Extracted records below:

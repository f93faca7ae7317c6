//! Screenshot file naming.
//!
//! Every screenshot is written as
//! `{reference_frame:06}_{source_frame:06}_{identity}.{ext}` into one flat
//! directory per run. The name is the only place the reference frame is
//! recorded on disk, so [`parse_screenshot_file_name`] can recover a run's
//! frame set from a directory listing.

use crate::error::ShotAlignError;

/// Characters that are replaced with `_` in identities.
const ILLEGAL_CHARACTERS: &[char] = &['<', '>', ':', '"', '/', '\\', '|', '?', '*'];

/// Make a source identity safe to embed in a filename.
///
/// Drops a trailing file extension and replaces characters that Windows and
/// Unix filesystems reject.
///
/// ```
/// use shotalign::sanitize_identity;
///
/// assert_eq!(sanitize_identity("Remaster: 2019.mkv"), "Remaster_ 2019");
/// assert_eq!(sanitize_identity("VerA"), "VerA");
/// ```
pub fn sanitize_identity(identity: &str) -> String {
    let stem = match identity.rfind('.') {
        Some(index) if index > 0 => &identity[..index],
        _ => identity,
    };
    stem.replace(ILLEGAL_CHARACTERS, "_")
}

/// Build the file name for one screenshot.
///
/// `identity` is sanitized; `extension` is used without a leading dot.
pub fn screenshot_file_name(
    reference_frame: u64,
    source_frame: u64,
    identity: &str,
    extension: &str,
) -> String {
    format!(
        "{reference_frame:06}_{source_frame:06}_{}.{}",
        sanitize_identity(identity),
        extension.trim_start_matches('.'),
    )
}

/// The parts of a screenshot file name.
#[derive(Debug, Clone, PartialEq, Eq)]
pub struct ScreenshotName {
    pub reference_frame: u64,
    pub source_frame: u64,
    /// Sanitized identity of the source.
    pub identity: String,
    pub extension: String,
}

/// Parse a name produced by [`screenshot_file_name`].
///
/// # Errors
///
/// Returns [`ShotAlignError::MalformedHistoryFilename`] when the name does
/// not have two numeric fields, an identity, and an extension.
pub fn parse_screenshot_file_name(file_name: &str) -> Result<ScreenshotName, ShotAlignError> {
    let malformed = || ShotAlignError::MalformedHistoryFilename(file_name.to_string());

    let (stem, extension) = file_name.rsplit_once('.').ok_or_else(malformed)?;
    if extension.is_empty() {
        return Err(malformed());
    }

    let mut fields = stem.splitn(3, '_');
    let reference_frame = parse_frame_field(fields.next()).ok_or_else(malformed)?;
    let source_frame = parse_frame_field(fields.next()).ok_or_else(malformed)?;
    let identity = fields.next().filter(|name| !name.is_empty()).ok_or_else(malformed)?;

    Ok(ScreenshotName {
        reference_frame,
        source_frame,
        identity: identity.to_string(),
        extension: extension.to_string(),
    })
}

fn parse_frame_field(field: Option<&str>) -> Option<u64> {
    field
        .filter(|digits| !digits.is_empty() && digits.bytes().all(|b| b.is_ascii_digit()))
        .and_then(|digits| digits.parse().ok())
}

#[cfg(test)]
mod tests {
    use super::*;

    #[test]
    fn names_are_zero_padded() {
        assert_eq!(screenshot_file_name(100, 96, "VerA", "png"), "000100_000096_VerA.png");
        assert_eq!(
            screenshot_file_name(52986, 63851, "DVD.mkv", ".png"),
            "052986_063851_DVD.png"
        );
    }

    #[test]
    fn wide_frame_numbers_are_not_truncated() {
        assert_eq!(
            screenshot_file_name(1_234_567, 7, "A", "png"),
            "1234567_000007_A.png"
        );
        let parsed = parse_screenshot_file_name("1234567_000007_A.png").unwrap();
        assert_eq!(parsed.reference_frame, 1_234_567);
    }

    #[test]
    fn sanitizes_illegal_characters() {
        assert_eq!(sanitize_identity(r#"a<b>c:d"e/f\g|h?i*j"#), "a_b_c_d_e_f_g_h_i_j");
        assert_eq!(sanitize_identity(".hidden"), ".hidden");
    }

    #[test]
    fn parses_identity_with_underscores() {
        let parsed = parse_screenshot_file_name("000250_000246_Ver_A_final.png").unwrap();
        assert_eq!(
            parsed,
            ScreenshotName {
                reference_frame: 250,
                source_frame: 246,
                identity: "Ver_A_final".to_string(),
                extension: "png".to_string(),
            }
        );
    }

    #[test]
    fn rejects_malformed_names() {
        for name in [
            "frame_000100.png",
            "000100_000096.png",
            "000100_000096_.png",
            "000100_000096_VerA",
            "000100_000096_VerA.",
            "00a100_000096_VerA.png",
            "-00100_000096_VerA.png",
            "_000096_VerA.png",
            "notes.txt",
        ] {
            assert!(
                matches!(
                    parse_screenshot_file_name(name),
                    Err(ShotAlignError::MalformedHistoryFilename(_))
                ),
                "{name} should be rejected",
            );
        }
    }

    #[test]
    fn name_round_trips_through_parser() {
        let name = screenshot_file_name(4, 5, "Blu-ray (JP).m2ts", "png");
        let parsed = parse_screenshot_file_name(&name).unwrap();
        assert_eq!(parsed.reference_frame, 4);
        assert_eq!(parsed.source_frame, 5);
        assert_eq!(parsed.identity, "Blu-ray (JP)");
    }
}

End of Extracted records.

[Task goal]
Return only the stretch of the material above from the line holding "is written as" through the line holding "a leading dot.", copied exactly.

[Output for this task]
//! Every screenshot is written as
//! `{reference_frame:06}_{source_frame:06}_{identity}.{ext}` into one flat
//! directory per run. The name is the only place the reference frame is
//! recorded on disk, so [`parse_screenshot_file_name`] can recover a run's
//! frame set from a directory listing.

use crate::error::ShotAlignError;

/// Characters that are replaced with `_` in identities.
const ILLEGAL_CHARACTERS: &[char] = &['<', '>', ':', '"', '/', '\\', '|', '?', '*'];

/// Make a source identity safe to embed in a filename.
///
/// Drops a trailing file extension and replaces characters that Windows and
/// Unix filesystems reject.
///
/// ```
/// use shotalign::sanitize_identity;
///
/// assert_eq!(sanitize_identity("Remaster: 2019.mkv"), "Remaster_ 2019");
/// assert_eq!(sanitize_identity("VerA"), "VerA");
/// ```
pub fn sanitize_identity(identity: &str) -> String {
    let stem = match identity.rfind('.') {
        Some(index) if index > 0 => &identity[..index],
        _ => identity,
    };
    stem.replace(ILLEGAL_CHARACTERS, "_")
}

/// Build the file name for one screenshot.
///
/// `identity` is sanitized; `extension` is used without a leading dot.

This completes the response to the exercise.